## Exercise
Look through the data that follows and work out how many lines contain the string "usize". Nothing but that number should be given.

(Beginning of Material provided)

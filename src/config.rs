/// Tuning knobs for a [`Heap`](crate::Heap).
#[derive(Debug, Clone, Copy, PartialEq, Eq)]
pub struct HeapConfig {
  /// Size of the first extent, in page source granules.
  pub initial_pages: usize,
  /// Upper bound for speculative growth. A single request larger than this
  /// still grows the heap by as much as it needs.
  pub max_growth: usize,
  /// Run the heap checker after every `alloc` and `free`.
  pub verify: bool,
}

impl HeapConfig {
  pub const DEFAULT_INITIAL_PAGES: usize = 2;
  pub const DEFAULT_MAX_GROWTH: usize = 64 * 1024;

  pub const fn new() -> Self {
    Self {
      initial_pages: Self::DEFAULT_INITIAL_PAGES,
      max_growth: Self::DEFAULT_MAX_GROWTH,
      verify: false,
    }
  }

  pub const fn with_initial_pages(
    mut self,
    initial_pages: usize,
  ) -> Self {
    self.initial_pages = initial_pages;
    self
  }

  pub const fn with_max_growth(
    mut self,
    max_growth: usize,
  ) -> Self {
    self.max_growth = max_growth;
    self
  }

  pub const fn with_verify(
    mut self,
    verify: bool,
  ) -> Self {
    self.verify = verify;
    self
  }
}

impl Default for HeapConfig {
  fn default() -> Self {
    Self::new()
  }
}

(End of Material provided)

## Output of the exercise
6